This subject is seemingly a touchy one for many. As most of my friends from Djan-uhumm to Anupam Kher face it, I couldnt think of a more apt post.
Ok, first of all, Hairfall is not for your grandpa any more. If you roam around a lot and you are observant enough (yeah people gone deaf with their Ipods on the street, Im talking to you), you'll see that a lot of men in their 20s and in some cases women, have not only a receeding hairline or a tonsure but a slick solar mirror on their head. Whom should you blame it on ? According to a recent research by Dr. Herschbinger, hairfall is a lifestyle disorder. He said " Achen Hairfallen uhn Hitlerishnan und fasten Audi". Renowned barberologist, Dr. Khurana, Sector 409, Noida in his technical paper has simply put it as, "Arey yeh firangi kuch bhi bolte hai, asal mein bahut zyada MOGAMBO KHUSH HUA bolne par baal jhadte hai".
But among the many reasons can be the use of chemicals like Ammonium Laurly Sulphate introduced for self-grooming since 1883 by Dmitri Mendelev in his smash hit TV show THE PERIODIC TABLE of ELEMENTS and continues till now in another smash hit show by LL Cool J feat Dr.Dre's YO MOMMA ("Yo momma is so bald that she took a shower and got brain-washed).
But the question is, is hairfall or bald even funny ?

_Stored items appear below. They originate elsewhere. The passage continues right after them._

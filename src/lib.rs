//! Immutable media settings for camera video recording
//!
//! This crate provides the configuration value object a camera plugin hands to
//! its capture session: target frame rate, video bitrate, audio bitrate, and
//! whether audio is recorded. The three numeric fields are optional; leaving
//! one absent tells the session to use the platform default.
//!
//! The settings are immutable after construction, so sharing them across
//! threads needs no locking.
//!
//! # Usage
//! ```rust
//! use media_settings::MediaSettings;
//!
//! let settings = MediaSettings::builder(true)
//!     .with_frames_per_second(30.0)
//!     .with_video_bitrate(2_000_000)
//!     .with_audio_bitrate(128_000)
//!     .build();
//!
//! assert_eq!(settings.frames_per_second(), Some(30.0));
//! settings.validate().expect("positive values validate");
//! ```
pub mod errors;
pub mod settings;

// Re-exports for convenience
pub use errors::SettingsError;
pub use settings::{MediaSettings, MediaSettingsBuilder};

/// Initialize logging for the settings layer
pub fn init_logging() {
    if std::env::var("RUST_LOG").is_err() {
        std::env::set_var("RUST_LOG", "media_settings=info");
    }
    let _ = env_logger::try_init();
}

/// Version information
pub const VERSION: &str = env!("CARGO_PKG_VERSION");
pub const NAME: &str = env!("CARGO_PKG_NAME");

I remember as a kid watching TV variety shows and there was the occasional guy with the toupee caught in a windstorm whose hair would rise and fall like an airplane flap. And then the toupee would fall and it would be revealed that he had a wig on. That was kind of funny because you weren’t expecting it.
Then I started to wonder. Maybe bald jokes have a humor rating based on age rather than actual real comedic value. Maybe they are funny starting at age ten or so, and then have a shelf life that peters out right around college graduation. By then there are enough people we know and love who are losing their hair or going bald and we just pass it off as an “oh, well.” Then it maybe picks up around the 10-year high school reunion because it is funny that the soccer captain, Mr. He-Who-Had-Everything-In-College 's head who always had the best looking girls is now bald as a billiard cue. It just makes the rest of us who never suited up feel better that we finally have something he no longer does. So yeah, Baldiness is funny..

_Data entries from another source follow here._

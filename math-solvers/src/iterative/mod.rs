//! Iterative solvers for linear systems
//!
//! Krylov methods written against [`VectorSpace`](crate::VectorSpace) and
//! [`LinearOperator`](crate::LinearOperator):
//! - [`cg`]: Conjugate Gradient - for symmetric positive definite operators

mod cg;

pub use cg::{CgConfig, CgSolution, CgStatus, CgWorkspace, cg};
use anyhow::Context;
use clap::Parser;
use math_fdm::{
    GridFunction, PoissonConfig, apply_laplacian, solve_poisson_with, workspace, write_frame,
};
use solvers::VectorSpace;
use std::path::PathBuf;
use std::time::Instant;

const BGREEN: &str = "\x1b[1;32m";
const BYELLOW: &str = "\x1b[1;33m";
const BRED: &str = "\x1b[1;31m";
const NORMAL: &str = "\x1b[0;0m";

#[derive(Parser, Debug)]
#[command(
    name = "poisson2d",
    about = "Check the 5-point Laplacian and solve a Poisson problem on the unit square with CG"
)]
struct Cli {
    /// JSON configuration file (command-line flags take precedence)
    #[arg(long)]
    config: Option<PathBuf>,

    /// Interior grid points per dimension
    #[arg(long)]
    n: Option<usize>,

    /// Absolute CG tolerance on the search direction norm
    #[arg(long)]
    eps: Option<f64>,

    /// Maximum number of CG iterations
    #[arg(long)]
    max_iterations: Option<usize>,

    /// Log CG progress every N iterations (0 = silent)
    #[arg(long)]
    print_interval: Option<usize>,

    /// Write the solve test grids as frames under this directory
    #[arg(long)]
    output_tag: Option<String>,
}

impl Cli {
    fn into_config(self) -> anyhow::Result<PoissonConfig> {
        let mut config = match &self.config {
            Some(path) => PoissonConfig::from_file(path)
                .with_context(|| format!("loading {}", path.display()))?,
            None => PoissonConfig::default(),
        };
        if let Some(n) = self.n {
            config.grid.n = n;
        }
        if let Some(eps) = self.eps {
            config.solver.tolerance = eps;
        }
        if let Some(max_iterations) = self.max_iterations {
            config.solver.max_iterations = max_iterations;
        }
        if let Some(print_interval) = self.print_interval {
            config.solver.print_interval = print_interval;
        }
        if self.output_tag.is_some() {
            config.output.tag = self.output_tag;
        }
        config.validate()?;
        Ok(config)
    }
}

/// Colour for a value that should be small: green below `good`, yellow below `fair`.
fn grade(value: f64, good: f64, fair: f64) -> &'static str {
    if value < good {
        BGREEN
    } else if value < fair {
        BYELLOW
    } else {
        BRED
    }
}

fn print_elapsed(start: Instant) {
    println!("  {:.2} ms", start.elapsed().as_secs_f64() * 1.0e3);
}

/// Radially symmetric dip around the centre of the square
fn bump(x: f64, y: f64) -> f64 {
    let r = (x - 0.5) * (x - 0.5) + (y - 0.5) * (y - 0.5);
    if r < 0.01 { 200.0 * r - 2.0 } else { 0.0 }
}

fn main() -> anyhow::Result<()> {
    env_logger::init();

    let config = Cli::parse().into_config()?;
    let n = config.grid.n;
    let points = (n * n) as f64;

    println!(
        "Discretizing [0,1] x [0,1] by a grid with {} x {} ({}) points and mesh width {:.1e}",
        n,
        n,
        n * n,
        1.0 / (n as f64 + 1.0)
    );
    println!("Initializing grid functions");
    let start = Instant::now();
    let mut u = GridFunction::<f64>::new(n)?;
    let mut v = GridFunction::<f64>::new(n)?;
    let mut x = GridFunction::<f64>::new(n)?;
    let mut work = workspace::<f64>(n)?;
    print_elapsed(start);

    println!("Testing discrete Laplace operator:");
    let start = Instant::now();
    u.init_interior(|x, y| x + y);
    u.init_boundary(|x, y| x + y);
    apply_laplacian(1.0, &u, &mut v)?;
    print_elapsed(start);
    println!("  ||u|| = {:.5e}", u.norm() / points);
    let norm = v.norm() / points;
    println!("  ||v|| = {}{:.5e}{}", grade(norm, 1e-12, 1e-8), norm, NORMAL);

    println!("Solve for initial value using cg-method:");
    let start = Instant::now();
    u.init_interior(bump);
    u.init_boundary(|_, _| 0.0);
    v.clear();
    apply_laplacian(1.0, &u, &mut v)?;
    let solution = solve_poisson_with(&v, &mut x, &mut work, &config.solver)?;
    print_elapsed(start);
    println!(
        "  {} iterations, {}",
        solution.iterations,
        if solution.converged {
            "converged"
        } else {
            "iteration cap reached"
        }
    );

    if let Some(tag) = &config.output.tag {
        let frame = config.output.frame;
        write_frame(&u, tag, frame).with_context(|| format!("writing frame {frame}"))?;
        let path = write_frame(&x, tag, frame + 1)
            .with_context(|| format!("writing frame {}", frame + 1))?;
        log::info!("frames written to {}", path.parent().unwrap_or(&path).display());
    }

    let mut error = x;
    error.add_scaled(-1.0, &u)?;
    let norm = error.norm() / points / u.norm();
    println!(
        "  ||u - \\tilde u|| / ||u|| = {}{:.5e}{}",
        grade(norm, 1e-15, 1e-11),
        norm,
        NORMAL
    );

    println!("Cleaning up");
    let start = Instant::now();
    drop((u, v, error, work));
    print_elapsed(start);

    Ok(())
}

Now the math behind balding....
Advanced vector calculus proves that it is impossible to comb all hairs on a male human head in the same general direction, even with the application of copious quantities of superhold styling gel. As a result, there exists (at least) one point on every male human head of which the hair growing from out of all surrounding points spirals outwards. This particular point (technically termed a "bald spot" in advanced barberology) lacks hair, because the sun shines there without mercy, like in a lifeless desert. Therefore, all men possess (at least) one bald spot, especially Socrates.

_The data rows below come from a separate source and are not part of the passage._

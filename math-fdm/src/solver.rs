//! Poisson solves on grid functions
//!
//! Thin layer over [`solvers::cg`] with the [`Laplacian`] as operator. It
//! allocates the scratch grid functions, times the run and summarises it.
//!
//! The boundary ring of the unknown carries the Dirichlet data: the solve
//! only ever updates interior values, and the right-hand side's boundary is
//! ignored.

use crate::config::SolverSettings;
use crate::error::Result;
use crate::grid::GridFunction;
use crate::laplace::{Laplacian, apply_laplacian};
use solvers::{CgSolution, CgStatus, CgWorkspace, RealField, VectorSpace, cg};
use std::time::{Duration, Instant};

/// Scratch grid functions for CG on an `n × n` interior
pub type PoissonWorkspace<T = f64> = CgWorkspace<GridFunction<T>>;

/// Allocate the three scratch grid functions CG needs.
pub fn workspace<T: RealField>(n: usize) -> Result<PoissonWorkspace<T>> {
    Ok(CgWorkspace::new(
        GridFunction::new(n)?,
        GridFunction::new(n)?,
        GridFunction::new(n)?,
    ))
}

/// Summary of a Poisson solve
#[derive(Debug, Clone)]
pub struct Solution<T> {
    /// Number of CG iterations
    pub iterations: usize,
    /// Final CG stopping quantity (norm of the search direction)
    pub residual: T,
    /// Norm of the initial residual
    pub initial_residual: T,
    /// Whether the tolerance was met
    pub converged: bool,
    /// Wall-clock time of the solve
    pub elapsed: Duration,
}

impl<T> From<(CgSolution<T>, Duration)> for Solution<T> {
    fn from((cg, elapsed): (CgSolution<T>, Duration)) -> Self {
        Self {
            iterations: cg.iterations,
            residual: cg.residual,
            initial_residual: cg.initial_residual,
            converged: cg.status == CgStatus::Converged,
            elapsed,
        }
    }
}

/// Solve `-Δh x = rhs` with CG, reusing caller-provided scratch space.
///
/// `x` holds the initial guess on entry (its boundary ring is the Dirichlet
/// data) and the approximate solution on return.
pub fn solve_poisson_with<T: RealField>(
    rhs: &GridFunction<T>,
    x: &mut GridFunction<T>,
    workspace: &mut PoissonWorkspace<T>,
    settings: &SolverSettings,
) -> Result<Solution<T>> {
    rhs.check_shape(x)?;

    if settings.verbosity > 0 {
        log::info!(
            "[FDM] System: {} x {} interior points, h = {:.3e}, tolerance {:.1e}",
            x.n(),
            x.n(),
            x.h().to_f64_lossy(),
            settings.tolerance
        );
    }

    let start = Instant::now();
    let result = cg(&Laplacian, rhs, x, workspace, &settings.cg_config())?;
    let solution = Solution::from((result, start.elapsed()));

    if settings.verbosity > 0 {
        log::info!(
            "[FDM] Solve: {} iters, residual {:.2e}, converged {}, time {:.1}ms",
            solution.iterations,
            solution.residual.to_f64_lossy(),
            solution.converged,
            solution.elapsed.as_secs_f64() * 1000.0
        );
    }

    Ok(solution)
}

/// Solve `-Δh x = rhs` with CG, allocating the scratch space.
pub fn solve_poisson<T: RealField>(
    rhs: &GridFunction<T>,
    x: &mut GridFunction<T>,
    settings: &SolverSettings,
) -> Result<Solution<T>> {
    let mut work = workspace(x.n())?;
    solve_poisson_with(rhs, x, &mut work, settings)
}

/// Norm of the true residual `rhs - (-Δh) x` on the interior.
pub fn residual_norm<T: RealField>(rhs: &GridFunction<T>, x: &GridFunction<T>) -> Result<T> {
    let mut r = GridFunction::new(x.n())?;
    r.add_scaled(T::one(), rhs)?;
    apply_laplacian(-T::one(), x, &mut r)?;
    Ok(r.norm())
}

Had you SEEN the American Election debates in 08-09 ? "Joe the Plumber"? Bald people are huuuuuuge!
The Balding Theorom was introduced by none other than the great scientist Mr. Homer Simpson. As of April 2006, Homer Simpson possesses three (and only three) hairs on his head. Also, Homer is bald (by definition).
So,
Let M3=Homer. If a man M(n+1) has one hair more than a man M(n) that is bald, then M(n+1) is also bald. Therefore, by induction through the infinitely many finite ordinals, all men with either the same amount of, or more hair than Homer (n>=3) are bald.
Unfortunately, this stunning and counterintuitive proof leaves a small number of cases left to consider, namely M(0),M(1) ,M(2) ,M(3) and M(infinity) . Since all men with hair have a bald spot (see above), it follows that a man with no hair has no bald spot. As a result, since M(0) has no hair, he himself also lacks a bald spot. Thus, M(0) is not bald. By induction through the finite ordinals less than 3, both M(1) and M(2) are also not bald, in spite of the fact that their comb-overs are totally lame and we laugh derisively at them.
However, we dare not laugh at M(infinity)'s comb over, because M(infinity) is God Almighty Himself, the Infinitely Hairy One who wouldst smite us for acting so wickedly.
So how can you keep Hairloss at bay ? Follow the following followable steps....
1.Keep your hair happy. A happy hair is like a friend forever. Arrange play dates with other hairs & brush your hair regularly to keep its self-esteem intact.
2.Dont take a lot of bath. Listen to Janis Joplin and Grateful Dead. Remember the Hippies ??
3.Hair title act, Clause 123.34
Hold meetings with your hair frequently. Have a sit down & make sure you know what they aren't happy with. Items on the agenda could include: Are the holes in your new hat up to Hair title act, Clause 123.34 standards & regulations? Have the new hairs in apartment 37 signed the tenant's agreement? Who is maintaining the vacant apartment's? Did your girlfriend intentionally give you crabs last week?